IN THE SUPREME COURT OF INDIA CRIMINAL APPELLATE JURISDICTION CRIMINAL APPEAL No. 17 OF 2002 ASHOK KUMAR MONDAL ... Appellant(s) Versus SAMIR KUMAR MONDAL & ANR. ... Respondent(s) WITH Crl. A. No. 361/2002

Dr. ARIJIT PASAYAT,J.

Heard.

In both these appeals challenge is to the judgment of a Division Bench of the Calcutta High Court directing acquittal of the respondent Samir Kumar Mondal who was convicted by learned Additional Sessions Judge, Birbhum, Rampurhat for offence punishable under Section 304 Part-II of the Indian Penal Code, 1860 (in short 'IPC). He was sentenced to undergo imprisonment for ten years.

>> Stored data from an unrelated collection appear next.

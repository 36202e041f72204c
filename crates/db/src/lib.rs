//! Database layer with `SeaORM` entities and repositories.
//!
//! This crate provides:
//! - `SeaORM` entity definitions
//! - Repository abstractions for data access
//! - Database migrations
//!
//! Every approval transition is persisted here inside one database
//! transaction, guarded by the expense's `version` column.

pub mod entities;
pub mod migration;
pub mod repositories;

pub use repositories::{
    ApprovalFlowRepository, ApprovalRepository, ApprovalRuleRepository, CompanyRepository,
    ExpenseRepository, RepositoryError, UserRepository,
};

use std::time::Duration;

use sea_orm::{ConnectOptions, Database, DatabaseConnection, DbErr};

/// Establishes a connection to the database.
///
/// # Errors
///
/// Returns an error if the connection cannot be established.
pub async fn connect(database_url: &str) -> Result<DatabaseConnection, DbErr> {
    Database::connect(database_url).await
}

/// Establishes a pooled connection with explicit pool bounds.
///
/// # Errors
///
/// Returns an error if the connection cannot be established.
pub async fn connect_with_pool(
    database_url: &str,
    max_connections: u32,
    min_connections: u32,
) -> Result<DatabaseConnection, DbErr> {
    let mut options = ConnectOptions::new(database_url.to_owned());
    options
        .max_connections(max_connections)
        .min_connections(min_connections)
        .connect_timeout(Duration::from_secs(10))
        .sqlx_logging(false);
    Database::connect(options).await
}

The prosecution version as unfolded during trial is that on 24.01.1988 in the early morning when Gouri Balal Mondal wife of the deceased was engaged in washing utensils, her husband's elder brother accused Benoy Kumar Mondal (who was acquitted) was cleaning the road with broom stick. At that time, some dust particles fell on the person of Gouri -2- Bala, as a reason whereof, there was exchange of hot words amongst her husband, two sons with the accused and his father. At that time, the accused Samir Kumar Mondal stated to have brought a crowbar and stuck on the head on Ajit Kumar Mondal, husband of PW2; as a consequence whereof, father of PW1 became unconscious and sustained bleeding injuries. He was taken to the Primary Health Centre but later shifted to Suri Sadar Hospital. He succumbed to the injuries. On the next date i.e on 25.01.2008 first information report was lodged at the police station. The prosecution relied on the evidence of four persons who are stated to be eye-witnesses. The trial court on the basis of evidence brought on record found the respondent Samir Kumar Mondal to be guilty as noted above and convicted him. In appeal, the High Court found that the evidence of the witness do not inspire confidence and not reliable, genesis of the prosecution story was suppressed and therefore it was unsafe to rely on the witnesses.

Learned counsel for the appellant and learned counsel for the State of West Bengal submitted that the reasoning’s of the High Court are contrary to the evidence and material on record. Learned counsel for the respondent supported the judgment of the High Court.

We find that the High Court has analysed the evidence and has come to a categorical conclusion that there -3- was discrepancy between the injuries and also of size of the injuries as stated by the Doctor. The eye-witnesses were not reliable. The genesis of the prosecution version is doubtful. The view taken by the High Court is a possible view and we do not consider these appeals to be fit cases where any interference is called for.

The appeals are dismissed accordingly.

...................J. (Dr. ARIJIT PASAYAT)

....................J. (C.K.THAKKER)

....................J.(LOKESHWAR SINGH PANTA)

New Delhi,

October 21, 2008.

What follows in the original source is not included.